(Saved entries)
——

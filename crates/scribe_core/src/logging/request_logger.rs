//! Per-request logger with file output and a tool-output tail.
//!
//! Each transcription request gets its own logger that:
//! - Writes to a dedicated log file (optional)
//! - Mirrors every line to `tracing`
//! - Maintains a tail buffer of tool diagnostics for error reports

use std::collections::VecDeque;
use std::fs::{self, File};
use std::io::{BufWriter, Write};
use std::path::{Path, PathBuf};

use chrono::Local;
use parking_lot::Mutex;

use super::types::{LogConfig, LogLevel, MessagePrefix};

/// Logger scoped to one transcription request.
///
/// Nothing here is shared between requests.
pub struct RequestLogger {
    request_id: String,
    log_path: Option<PathBuf>,
    file_writer: Mutex<Option<BufWriter<File>>>,
    config: LogConfig,
    tail_buffer: Mutex<VecDeque<String>>,
}

impl RequestLogger {
    /// Create a logger that writes `<log_dir>/<request_id>.log`.
    pub fn new(
        request_id: impl Into<String>,
        log_dir: impl AsRef<Path>,
        config: LogConfig,
    ) -> std::io::Result<Self> {
        let request_id = request_id.into();
        let log_dir = log_dir.as_ref();
        fs::create_dir_all(log_dir)?;

        let log_path = log_dir.join(format!("{}.log", sanitize_filename(&request_id)));
        let file = File::create(&log_path)?;

        Ok(Self {
            request_id,
            log_path: Some(log_path),
            file_writer: Mutex::new(Some(BufWriter::new(file))),
            tail_buffer: Mutex::new(VecDeque::with_capacity(config.error_tail)),
            config,
        })
    }

    /// Create a logger that only mirrors to `tracing`.
    pub fn tracing_only(request_id: impl Into<String>, config: LogConfig) -> Self {
        Self {
            request_id: request_id.into(),
            log_path: None,
            file_writer: Mutex::new(None),
            tail_buffer: Mutex::new(VecDeque::with_capacity(config.error_tail)),
            config,
        }
    }

    /// Request identifier.
    pub fn request_id(&self) -> &str {
        &self.request_id
    }

    /// Path of the log file, if one is written.
    pub fn log_path(&self) -> Option<&Path> {
        self.log_path.as_deref()
    }

    /// Log a message at the specified level.
    pub fn log(&self, level: LogLevel, message: &str) {
        match level {
            LogLevel::Trace => tracing::trace!(request = %self.request_id, "{}", message),
            LogLevel::Debug => tracing::debug!(request = %self.request_id, "{}", message),
            LogLevel::Info => tracing::info!(request = %self.request_id, "{}", message),
            LogLevel::Warn => tracing::warn!(request = %self.request_id, "{}", message),
            LogLevel::Error => tracing::error!(request = %self.request_id, "{}", message),
        }

        if level < self.config.level {
            return;
        }
        self.write_line(message);
    }

    pub fn info(&self, message: &str) {
        self.log(LogLevel::Info, message);
    }

    pub fn debug(&self, message: &str) {
        self.log(LogLevel::Debug, message);
    }

    pub fn warn(&self, message: &str) {
        self.log(LogLevel::Warn, &MessagePrefix::Warning.format(message));
    }

    pub fn error(&self, message: &str) {
        self.log(LogLevel::Error, &MessagePrefix::Error.format(message));
    }

    /// Log a tool command line.
    pub fn command(&self, command: &str) {
        self.log(LogLevel::Debug, &MessagePrefix::Command.format(command));
    }

    /// Log an orchestrator state transition.
    pub fn phase(&self, phase_name: &str) {
        self.log(LogLevel::Info, &MessagePrefix::Phase.format(phase_name));
    }

    pub fn success(&self, message: &str) {
        self.log(LogLevel::Info, &MessagePrefix::Success.format(message));
    }

    /// Record diagnostic output from an external tool.
    ///
    /// Lines go to the tail buffer only; `show_tail` writes them out.
    pub fn output_line(&self, line: &str) {
        if self.config.error_tail == 0 {
            return;
        }
        let mut buffer = self.tail_buffer.lock();
        if buffer.len() >= self.config.error_tail {
            buffer.pop_front();
        }
        buffer.push_back(line.to_string());
    }

    /// Record the trailing lines of a tool's stderr.
    pub fn output_tail(&self, text: &str) {
        let lines: Vec<&str> = text.lines().filter(|l| !l.trim().is_empty()).collect();
        let skip = lines.len().saturating_sub(self.config.error_tail);
        for line in &lines[skip..] {
            self.output_line(line);
        }
    }

    /// Write the tail buffer out (typically after an error).
    pub fn show_tail(&self, header: &str) {
        let lines: Vec<String> = self.tail_buffer.lock().iter().cloned().collect();
        if lines.is_empty() {
            return;
        }
        self.log(LogLevel::Error, &format!("[{}/tail]", header));
        for line in &lines {
            self.log(LogLevel::Error, line);
        }
    }

    /// Current tail buffer contents.
    pub fn get_tail(&self) -> Vec<String> {
        self.tail_buffer.lock().iter().cloned().collect()
    }

    /// Flush the log file.
    pub fn flush(&self) {
        if let Some(ref mut writer) = *self.file_writer.lock() {
            let _ = writer.flush();
        }
    }

    fn write_line(&self, message: &str) {
        let mut guard = self.file_writer.lock();
        let Some(writer) = guard.as_mut() else {
            return;
        };
        let line = if self.config.show_timestamps {
            format!("[{}] {}", Local::now().format("%H:%M:%S"), message)
        } else {
            message.to_string()
        };
        let _ = writeln!(writer, "{}", line);
    }
}

impl Drop for RequestLogger {
    fn drop(&mut self) {
        self.flush();
    }
}

/// Sanitize a string to be safe for use as a filename.
fn sanitize_filename(name: &str) -> String {
    name.chars()
        .map(|c| match c {
            '/' | '\\' | ':' | '*' | '?' | '"' | '<' | '>' | '|' => '_',
            _ => c,
        })
        .collect()
}

#[cfg(test)]
mod tests {
    use super::*;
    use tempfile::tempdir;

    #[test]
    fn creates_log_file() {
        let dir = tempdir().unwrap();
        let logger = RequestLogger::new("req-1", dir.path(), LogConfig::default()).unwrap();

        let path = logger.log_path().unwrap();
        assert!(path.exists());
        assert!(path.to_string_lossy().ends_with("req-1.log"));
    }

    #[test]
    fn writes_phases_and_filters_debug() {
        let dir = tempdir().unwrap();
        let logger = RequestLogger::new("req-2", dir.path(), LogConfig::default()).unwrap();

        logger.phase("Probing input");
        logger.debug("hidden at info level");
        logger.flush();

        let content = fs::read_to_string(logger.log_path().unwrap()).unwrap();
        assert!(content.contains("=== Probing input ==="));
        assert!(!content.contains("hidden at info level"));
    }

    #[test]
    fn tracing_only_has_no_file() {
        let logger = RequestLogger::tracing_only("req-3", LogConfig::default());
        logger.info("still fine");
        assert!(logger.log_path().is_none());
    }

    #[test]
    fn tail_buffer_maintains_limit() {
        let config = LogConfig {
            error_tail: 5,
            ..Default::default()
        };
        let logger = RequestLogger::tracing_only("req-4", config);

        for i in 0..10 {
            logger.output_line(&format!("Line {}", i));
        }

        let tail = logger.get_tail();
        assert_eq!(tail.len(), 5);
        assert_eq!(tail[0], "Line 5");
        assert_eq!(tail[4], "Line 9");
    }

    #[test]
    fn output_tail_keeps_last_nonempty_lines() {
        let config = LogConfig {
            error_tail: 2,
            ..Default::default()
        };
        let logger = RequestLogger::tracing_only("req-5", config);
        logger.output_tail("first\n\nsecond\nthird\n");
        assert_eq!(logger.get_tail(), vec!["second", "third"]);
    }

    #[test]
    fn sanitizes_filename() {
        assert_eq!(sanitize_filename("normal_name"), "normal_name");
        assert_eq!(sanitize_filename("has/slash"), "has_slash");
        assert_eq!(sanitize_filename("a<b>c"), "a_b_c");
    }
}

——

* THE PROBLEM
The job here is to write out all the entries again exactly.

* SOLUTION TO THE PROBLEM
filename crates/scribe_core/src/logging/request_logger.rs
//! Per-request logger with file output and a tool-output tail.
//!
//! Each transcription request gets its own logger that:
//! - Writes to a dedicated log file (optional)
//! - Mirrors every line to `tracing`
//! - Maintains a tail buffer of tool diagnostics for error reports

use std::collections::VecDeque;
use std::fs::{self, File};
use std::io::{BufWriter, Write};
use std::path::{Path, PathBuf};

use chrono::Local;
use parking_lot::Mutex;

use super::types::{LogConfig, LogLevel, MessagePrefix};

/// Logger scoped to one transcription request.
///
/// Nothing here is shared between requests.
pub struct RequestLogger {
    request_id: String,
    log_path: Option<PathBuf>,
    file_writer: Mutex<Option<BufWriter<File>>>,
    config: LogConfig,
    tail_buffer: Mutex<VecDeque<String>>,
}

impl RequestLogger {
    /// Create a logger that writes `<log_dir>/<request_id>.log`.
    pub fn new(
        request_id: impl Into<String>,
        log_dir: impl AsRef<Path>,
        config: LogConfig,
    ) -> std::io::Result<Self> {
        let request_id = request_id.into();
        let log_dir = log_dir.as_ref();
        fs::create_dir_all(log_dir)?;

        let log_path = log_dir.join(format!("{}.log", sanitize_filename(&request_id)));
        let file = File::create(&log_path)?;

        Ok(Self {
            request_id,
            log_path: Some(log_path),
            file_writer: Mutex::new(Some(BufWriter::new(file))),
            tail_buffer: Mutex::new(VecDeque::with_capacity(config.error_tail)),
            config,
        })
    }

    /// Create a logger that only mirrors to `tracing`.
    pub fn tracing_only(request_id: impl Into<String>, config: LogConfig) -> Self {
        Self {
            request_id: request_id.into(),
            log_path: None,
            file_writer: Mutex::new(None),
            tail_buffer: Mutex::new(VecDeque::with_capacity(config.error_tail)),
            config,
        }
    }

    /// Request identifier.
    pub fn request_id(&self) -> &str {
        &self.request_id
    }

    /// Path of the log file, if one is written.
    pub fn log_path(&self) -> Option<&Path> {
        self.log_path.as_deref()
    }

    /// Log a message at the specified level.
    pub fn log(&self, level: LogLevel, message: &str) {
        match level {
            LogLevel::Trace => tracing::trace!(request = %self.request_id, "{}", message),
            LogLevel::Debug => tracing::debug!(request = %self.request_id, "{}", message),
            LogLevel::Info => tracing::info!(request = %self.request_id, "{}", message),
            LogLevel::Warn => tracing::warn!(request = %self.request_id, "{}", message),
            LogLevel::Error => tracing::error!(request = %self.request_id, "{}", message),
        }

        if level < self.config.level {
            return;
        }
        self.write_line(message);
    }

    pub fn info(&self, message: &str) {
        self.log(LogLevel::Info, message);
    }

    pub fn debug(&self, message: &str) {
        self.log(LogLevel::Debug, message);
    }

    pub fn warn(&self, message: &str) {
        self.log(LogLevel::Warn, &MessagePrefix::Warning.format(message));
    }

    pub fn error(&self, message: &str) {
        self.log(LogLevel::Error, &MessagePrefix::Error.format(message));
    }

    /// Log a tool command line.
    pub fn command(&self, command: &str) {
        self.log(LogLevel::Debug, &MessagePrefix::Command.format(command));
    }

    /// Log an orchestrator state transition.
    pub fn phase(&self, phase_name: &str) {
        self.log(LogLevel::Info, &MessagePrefix::Phase.format(phase_name));
    }

    pub fn success(&self, message: &str) {
        self.log(LogLevel::Info, &MessagePrefix::Success.format(message));
    }

    /// Record diagnostic output from an external tool.
    ///
    /// Lines go to the tail buffer only; `show_tail` writes them out.
    pub fn output_line(&self, line: &str) {
        if self.config.error_tail == 0 {
            return;
        }
        let mut buffer = self.tail_buffer.lock();
        if buffer.len() >= self.config.error_tail {
            buffer.pop_front();
        }
        buffer.push_back(line.to_string());
    }

    /// Record the trailing lines of a tool's stderr.
    pub fn output_tail(&self, text: &str) {
        let lines: Vec<&str> = text.lines().filter(|l| !l.trim().is_empty()).collect();
        let skip = lines.len().saturating_sub(self.config.error_tail);
        for line in &lines[skip..] {
            self.output_line(line);
        }
    }

    /// Write the tail buffer out (typically after an error).
    pub fn show_tail(&self, header: &str) {
        let lines: Vec<String> = self.tail_buffer.lock().iter().cloned().collect();
        if lines.is_empty() {
            return;
        }
        self.log(LogLevel::Error, &format!("[{}/tail]", header));
        for line in &lines {
            self.log(LogLevel::Error, line);
        }
    }

    /// Current tail buffer contents.
    pub fn get_tail(&self) -> Vec<String> {
        self.tail_buffer.lock().iter().cloned().collect()
    }

    /// Flush the log file.
    pub fn flush(&self) {
        if let Some(ref mut writer) = *self.file_writer.lock() {
            let _ = writer.flush();
        }
    }

    fn write_line(&self, message: &str) {
        let mut guard = self.file_writer.lock();
        let Some(writer) = guard.as_mut() else {
            return;
        };
        let line = if self.config.show_timestamps {
            format!("[{}] {}", Local::now().format("%H:%M:%S"), message)
        } else {
            message.to_string()
        };
        let _ = writeln!(writer, "{}", line);
    }
}

impl Drop for RequestLogger {
    fn drop(&mut self) {
        self.flush();
    }
}

/// Sanitize a string to be safe for use as a filename.
fn sanitize_filename(name: &str) -> String {
    name.chars()
        .map(|c| match c {
            '/' | '\\' | ':' | '*' | '?' | '"' | '<' | '>' | '|' => '_',
            _ => c,
        })
        .collect()
}

#[cfg(test)]
mod tests {
    use super::*;
    use tempfile::tempdir;

    #[test]
    fn creates_log_file() {
        let dir = tempdir().unwrap();
        let logger = RequestLogger::new("req-1", dir.path(), LogConfig::default()).unwrap();

        let path = logger.log_path().unwrap();
        assert!(path.exists());
        assert!(path.to_string_lossy().ends_with("req-1.log"));
    }

    #[test]
    fn writes_phases_and_filters_debug() {
        let dir = tempdir().unwrap();
        let logger = RequestLogger::new("req-2", dir.path(), LogConfig::default()).unwrap();

        logger.phase("Probing input");
        logger.debug("hidden at info level");
        logger.flush();

        let content = fs::read_to_string(logger.log_path().unwrap()).unwrap();
        assert!(content.contains("=== Probing input ==="));
        assert!(!content.contains("hidden at info level"));
    }

    #[test]
    fn tracing_only_has_no_file() {
        let logger = RequestLogger::tracing_only("req-3", LogConfig::default());
        logger.info("still fine");
        assert!(logger.log_path().is_none());
    }

    #[test]
    fn tail_buffer_maintains_limit() {
        let config = LogConfig {
            error_tail: 5,
            ..Default::default()
        };
        let logger = RequestLogger::tracing_only("req-4", config);

        for i in 0..10 {
            logger.output_line(&format!("Line {}", i));
        }

        let tail = logger.get_tail();
        assert_eq!(tail.len(), 5);
        assert_eq!(tail[0], "Line 5");
        assert_eq!(tail[4], "Line 9");
    }

    #[test]
    fn output_tail_keeps_last_nonempty_lines() {
        let config = LogConfig {
            error_tail: 2,
            ..Default::default()
        };
        let logger = RequestLogger::tracing_only("req-5", config);
        logger.output_tail("first\n\nsecond\nthird\n");
        assert_eq!(logger.get_tail(), vec!["second", "third"]);
    }

    #[test]
    fn sanitizes_filename() {
        assert_eq!(sanitize_filename("normal_name"), "normal_name");
        assert_eq!(sanitize_filename("has/slash"), "has_slash");
        assert_eq!(sanitize_filename("a<b>c"), "a_b_c");
    }
}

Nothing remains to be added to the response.